Brigitte continuaba remarcando allá abajo la importancia de la unión, tal y como había dicho Cooper. Insistía en que la música y Jesús eran los ingredientes esenciales para deshacerse de la rabia que sentían como jóvenes. Era normal a esa edad, según decía, pero era tarea de todo adolescente decirle que no a Satanás para ser feliz.

—Está bien, te diré. Cuando ese loco me atacó, habló de manera muy extraña. En lugar de decirme las cosas con furia lo hizo como con miedo, en un muy mal inglés.

—¿Qué?

—Hablaba raro, como extranjero.

—¡No debiste haberle dicho eso al alguacil! —Leon había comprendido ahora por qué los Anderson se habían ofendido. Resultaba que desde hace dos años contrataban inmigrantes ilegales. Era bien sabido en Sweeneytown, una de las tantas habladurías.

—¿Y qué se supone que dijera?

—Tal vez hubieras omitido ese detalle.

—¡Leon! ¿Qué demonios? Dime lo que sucede.

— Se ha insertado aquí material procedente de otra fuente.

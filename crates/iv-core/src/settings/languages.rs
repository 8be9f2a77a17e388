//! The set of languages the tour is shown in.

use std::collections::HashSet;

use crate::language::{normalize_language, BASE_LANGUAGE};

/// Normalizes the requested codes and keeps the ones with a catalog.
///
/// Request order is kept and duplicates are dropped. An empty result falls
/// back to the base language.
pub fn sanitize_enabled_languages<S: AsRef<str>>(requested: &[String], available: &[S]) -> Vec<String> {
    let mut seen = HashSet::new();
    let languages: Vec<String> = requested
        .iter()
        .map(|code| normalize_language(code))
        .filter(|code| available.iter().any(|a| a.as_ref() == code))
        .filter(|code| seen.insert(code.clone()))
        .collect();

    if languages.is_empty() {
        vec![BASE_LANGUAGE.to_string()]
    } else {
        languages
    }
}

/// Decodes the stored JSON array; `None` when absent or unreadable.
pub fn parse_enabled_languages(stored: Option<&str>) -> Option<Vec<String>> {
    let raw = stored?;
    match serde_json::from_str::<Vec<String>>(raw) {
        Ok(languages) => Some(languages),
        Err(e) => {
            tracing::warn!(error = %e, "stored enabled languages are not a JSON array");
            None
        }
    }
}

/// Stored form of the language set, a JSON array of codes.
pub fn encode_enabled_languages(languages: &[String]) -> String {
    serde_json::Value::from(languages.to_vec()).to_string()
}
//! Config store keys.
//!
//! App-scoped keys are shared by every user; user-scoped keys live under a
//! user id. Values are always strings.

pub const STEPS_KEY_PREFIX: &str = "wizard_steps_";

// App scope
pub const WIZARD_ENABLED: &str = "wizard_enabled";
pub const ENABLED_LANGUAGES: &str = "enabled_languages";
pub const WIZARD_VERSION: &str = "wizard_version";
pub const WIZARD_STARTED_COUNT: &str = "wizard_started_count";
pub const WIZARD_COMPLETED_COUNT: &str = "wizard_completed_count";
pub const WIZARD_SKIPPED_COUNT: &str = "wizard_skipped_count";
pub const TELEMETRY_ENABLED: &str = "telemetry_enabled";
pub const TELEMETRY_URL: &str = "telemetry_url";
pub const TELEMETRY_LAST_REPORT: &str = "telemetry_last_report";
pub const TELEMETRY_LAST_ATTEMPT: &str = "telemetry_last_attempt";

// User scope
pub const WIZARD_DISABLED: &str = "wizard_disabled";
pub const WIZARD_STARTED: &str = "wizard_started";
pub const WIZARD_COMPLETED: &str = "wizard_completed";
pub const WIZARD_SKIPPED: &str = "wizard_skipped";

/// Key of the stored step list for one language.
pub fn steps_key(language: &str) -> String {
    format!("{STEPS_KEY_PREFIX}{language}")
}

Pero su hermano hizo caso omiso. Solo fingió que se interesaba en lo que decía Brigitte, quien ahora leía el pasaje de un libro. Como ella era muy lectora, creía que sus novelas tenían grandes mensajes para los demás. En cambio, los estudiantes hablaban entre ellos o se divertían con sus propias anécdotas. En realidad, allí nadie tomaba en serio a la profesora. La primera razón era su edad, muy cercana a la de ellos, y en segundo lugar estaban sus creencias, tan crédulas como las de una anciana. Esto pensaban.

—Así es como acabamos con los totalitarismos —clamaba Brigitte—. No hay que permitirlos nunca más.—Cerró el libro y, espabilados, todos aplaudieron con fuerza.